El Concilio Vaticano II
La Iglesia ya antes del Concilo Vaticano II había afirmado la
posible salvación de quienes no pertenecieran visiblemente a la
Iglesia de Cristo. Pero no será sino hasta este concilio cuando se
afirme esto con más claridad, e incluso se dé el paso de afirmar y
proclamar el derecho a la libertad religiosa como un derecho del ser
humano, pero siempre considerándose ella la verdadera portadora de
la Revelación divina. Surge entonces una apertura al diálogo
sincero con los otros cristianos, con los judíos y con los miembros
de las otras religiones, a las que se le reconocen, siguiendo el
parecer de muchos Santos Padres, “semillas del Verbo” y “rayos
de luz” procedentes del Espíritu Santo, y elementos de verdad.
Fruto de ese diálogo son los encuentros de oración conjunta entre
cristianos y miembros de otras religiones, como fue el convocado por
el Papa Juan Pablo II en Asís en 1986 y en 2002.

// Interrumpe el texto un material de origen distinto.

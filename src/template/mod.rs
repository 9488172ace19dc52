//! Template system for glue-code synthesis
//!
//! Templates are literal code with `$KEY` placeholders and a single level of
//! `@IF(key) … @ELSE … @END` conditionals. Source text is parsed once into a
//! segment tree and expanded against a [`SubstitutionTable`].
//!
//! # Example
//!
//! ```rust
//! use bridgegen::template::{SubstitutionTable, Template};
//!
//! let tpl = Template::parse("demo", "call $NAME(); @IF(VOID)none@ELSE value@END").unwrap();
//! let table = SubstitutionTable::new().with("NAME", "foo").with("VOID", "Y");
//! assert_eq!(tpl.expand(&table).unwrap(), "call foo(); none");
//! ```

mod grammar;
pub mod lexer;
mod library;

pub use library::{TemplateKind, TemplateLibrary};

use thiserror::Error;

/// Errors raised while parsing or expanding templates
///
/// These indicate a defect in the template library or its caller, never a
/// problem in the user's declarations.
#[derive(Debug, Error, PartialEq, Eq)]
pub enum TemplateError {
    /// Malformed directive structure
    #[error("template '{template}' at offset {offset}: {message}")]
    Syntax {
        template: String,
        offset: usize,
        message: String,
    },

    /// A `$KEY` with no table entry
    #[error("template '{template}': no substitution for placeholder ${key}")]
    UnresolvedPlaceholder { template: String, key: String },

    /// An `@IF(key)` with no table entry
    #[error("template '{template}': no substitution for condition '{key}'")]
    UnresolvedCondition { template: String, key: String },
}

/// Non-conditional piece of a template
#[derive(Debug, Clone, PartialEq, Eq)]
pub enum Fragment {
    Literal(String),
    /// Identifier run that followed `$`; resolved by longest key prefix
    Placeholder(String),
}

/// Top-level piece of a template
#[derive(Debug, Clone, PartialEq, Eq)]
pub enum Segment {
    Plain(Fragment),
    Conditional {
        key: String,
        then_branch: Vec<Fragment>,
        else_branch: Vec<Fragment>,
    },
}

/// Ordered key/value pairs used for expansion
#[derive(Debug, Clone, Default)]
pub struct SubstitutionTable {
    entries: Vec<(String, String)>,
}

impl SubstitutionTable {
    pub fn new() -> Self {
        Self::default()
    }

    /// Add an entry, replacing an earlier value for the same key
    pub fn with(mut self, key: impl Into<String>, value: impl Into<String>) -> Self {
        self.insert(key, value);
        self
    }

    /// Add a placeholder that expands to itself, left for the linker
    pub fn with_deferred(self, key: &str) -> Self {
        let value = format!("${}", key);
        self.with(key, value)
    }

    pub fn insert(&mut self, key: impl Into<String>, value: impl Into<String>) {
        let key = key.into();
        let value = value.into();
        match self.entries.iter_mut().find(|(k, _)| *k == key) {
            Some(entry) => entry.1 = value,
            None => self.entries.push((key, value)),
        }
    }

    pub fn get(&self, key: &str) -> Option<&str> {
        self.entries
            .iter()
            .find(|(k, _)| k == key)
            .map(|(_, v)| v.as_str())
    }

    /// Longest key that is a prefix of `run`, with its value
    fn longest_prefix(&self, run: &str) -> Option<(&str, &str)> {
        self.entries
            .iter()
            .filter(|(k, _)| run.starts_with(k.as_str()))
            .max_by_key(|(k, _)| k.len())
            .map(|(k, v)| (k.as_str(), v.as_str()))
    }
}

/// A parsed template
#[derive(Debug, Clone)]
pub struct Template {
    name: String,
    segments: Vec<Segment>,
}

impl Template {
    /// Parse template source
    pub fn parse(name: &str, source: &str) -> Result<Self, TemplateError> {
        Ok(Self {
            name: name.to_string(),
            segments: grammar::parse(name, source)?,
        })
    }

    pub fn name(&self) -> &str {
        &self.name
    }

    /// Expand against a substitution table
    pub fn expand(&self, table: &SubstitutionTable) -> Result<String, TemplateError> {
        let mut out = String::new();
        for segment in &self.segments {
            match segment {
                Segment::Plain(fragment) => self.expand_fragment(fragment, table, &mut out)?,
                Segment::Conditional {
                    key,
                    then_branch,
                    else_branch,
                } => {
                    let value = table
                        .get(key)
                        .ok_or_else(|| TemplateError::UnresolvedCondition {
                            template: self.name.clone(),
                            key: key.clone(),
                        })?;
                    let branch = if value.is_empty() {
                        else_branch
                    } else {
                        then_branch
                    };
                    for fragment in branch {
                        self.expand_fragment(fragment, table, &mut out)?;
                    }
                }
            }
        }
        Ok(out)
    }

    fn expand_fragment(
        &self,
        fragment: &Fragment,
        table: &SubstitutionTable,
        out: &mut String,
    ) -> Result<(), TemplateError> {
        match fragment {
            Fragment::Literal(text) => out.push_str(text),
            Fragment::Placeholder(run) => {
                let (key, value) =
                    table
                        .longest_prefix(run)
                        .ok_or_else(|| TemplateError::UnresolvedPlaceholder {
                            template: self.name.clone(),
                            key: run.clone(),
                        })?;
                out.push_str(value);
                out.push_str(&run[key.len()..]);
            }
        }
        Ok(())
    }
}

/// Parse and expand in one step
pub fn expand_str(name: &str, source: &str, table: &SubstitutionTable) -> Result<String, TemplateError> {
    Template::parse(name, source)?.expand(table)
}
//! Output channels of one generated file

use crate::link::{encode_records, LinkRecord};

/// Accumulates the replacement text and the link records of one file
#[derive(Debug, Clone, Default, PartialEq, Eq)]
pub struct Sink {
    /// Text replacing the annotated source in place
    pub inplace: String,
    /// Deferred registration records, in emission order
    pub link: Vec<LinkRecord>,
    /// Whether the file being generated is a header
    pub is_header: bool,
}

impl Sink {
    pub fn new(is_header: bool) -> Self {
        Self {
            is_header,
            ..Self::default()
        }
    }

    pub fn push_link(&mut self, record: LinkRecord) {
        self.link.push(record);
    }

    /// Link records in their line-protocol form
    pub fn link_text(&self) -> String {
        encode_records(&self.link)
    }
}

La Declaración Nostra Aetate del Concilio Vaticano II
comienza haciendo referencia a la nueva época y a los vínculos cada
vez mayores entre los pueblos, y menciona lo que es común al ser
humano, a sus problemas e inquietudes, a los cuales las religiones
del mundo buscan dar respuesta (NA 1); hace mención explícita de
los judíos, pueblo en el que hemos sido injertados los gentiles (NA
4); y menciona a los musulmanes, descendientes de Abrahán y que
tienen a Jesús por profeta e invocan a María Virgen (NA 3); pero
también hace mención expresa del hinduísmo y del budismo, de los
cuales explica algunas de sus características esenciales, las cuales
valora profundamente (NA 2). Termina invitando a la fraternidad y
rechazando toda forma de discriminación racial, cultural o
religiosa.
Es muy curioso el hecho que en ese mismo nº 2 de NA dice: “La
Iglesia católica no rechaza nada de lo que en estas religiones hay
de santo y verdadero. Considera con
sincero respeto los modos de obrar y de vivir, los preceptos y
doctrinas que, por
más que discrepen en mucho de lo que ella profesa y enseña, no
pocas veces reflejan un destello de aquella Verdad que ilumina a
todos los hombres. Anuncia y tiene la
obligación de anunciar constantemente a Cristo, que es "el
Camino, la Verdad y la Vida" (Jn., 14,6), en quien los hombres
encuentran la plenitud de la vida religiosa y en quien Dios
reconcilió consigo todas las cosas”.
No deja de ser curioso el que se admita como destello de la verdad
incluso cosas que discrepan un tanto con lo que ella misma profesa.
Creo que este párrafo representa un buen ejemplo de la postura de la
Iglesia, en general, respecto de las religiones.
El Concilio, por ejemplo en Gaudium et Spes 21, al tratar el
tema del ateísmo al mismo tiempo que lo denuncia y combate tiende su
mano para que tanto entre creyentes como no creyentes exista un
diálogo fructífero y trabajen juntos por la paz y por la
trasformación del mundo. Después de todo, lo que afirma la Iglesia
sobre las demás religiones vale igualmente para aquellos que no
profesan ninguna religión. Salvaguardando la unicidad de la
salvación por Cristo y su Iglesia, todos los hombres de buena
voluntad pueden ser asociados al misterio pascual de Cristo por
caminos conocidos por Dios, pues todo hombre tiene en el fondo una
única vocación a la que es llamado por Dios, la divina (Cf. GS 22).